▶ Stored data
'''
//! Streaming logical-coupling (evolutionary coupling) analyzer over a
//! repository's commit history.
//!
//! This crate defines the collaborator interfaces repository access sits
//! behind ([`adapter`]) and implements the streaming engine that turns a
//! commit stream into a coupling report and its derived metrics, entirely
//! independent of any particular git backend. `couples-git` is one
//! concrete implementation of [`adapter`], backed by `gix`; nothing here
//! depends on it.
//!
//! # Crate layout
//!
//! - [`adapter`] — the `CommitHandle` / `TreeDiffAdapter` / `IdentityAdapter`
//!   traits repository access sits behind.
//! - [`model`] — the in-memory vocabulary (`CommitData`, `TickData`,
//!   `WorkingState`, ...) shared across the rest of the crate.
//! - [`state_machine`] — per-commit classification into a `CommitData`.
//! - [`aggregator`] — the `Analyzer`: accumulation, spill/collect, tick
//!   flushing, and fork/merge.
//! - [`spill`] — pluggable spill-storage backends for the aggregator.
//! - [`matrix`] — `finalize`: terminal working state to [`matrix::Report`].
//! - [`checkpoint`] — chunk-boundary checkpoint save/load.
//! - [`metrics`] — derives the four user-facing metrics from a `Report`.
//! - [`config`] — tunable constants and the `AggregatorConfig` knob struct.
//! - [`error`] — the `CoreError` enum returned by fallible operations.

pub mod adapter;
pub mod aggregator;
pub mod checkpoint;
pub mod config;
pub mod error;
pub mod matrix;
pub mod metrics;
pub mod model;
pub mod spill;
pub mod state_machine;

pub use adapter::{AuthorSlot, CommitHandle, IdentityAdapter, IdentityFacts, TreeDiffAdapter};
pub use aggregator::Analyzer;
pub use config::AggregatorConfig;
pub use error::CoreError;
pub use matrix::{finalize, finalize_with_names, parse_report, Report};
pub use metrics::{compute as compute_metrics, ComputedMetrics};
pub use model::{Change, CommitData, CommitId, RenamePair, TickData, WorkingState};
'''
▶ REQUIRED ACTION
Check every line of the records, and copy the ones that hold the word "access".

▶ WORKED SOLUTION
//! This crate defines the collaborator interfaces repository access sits
//!   traits repository access sits behind.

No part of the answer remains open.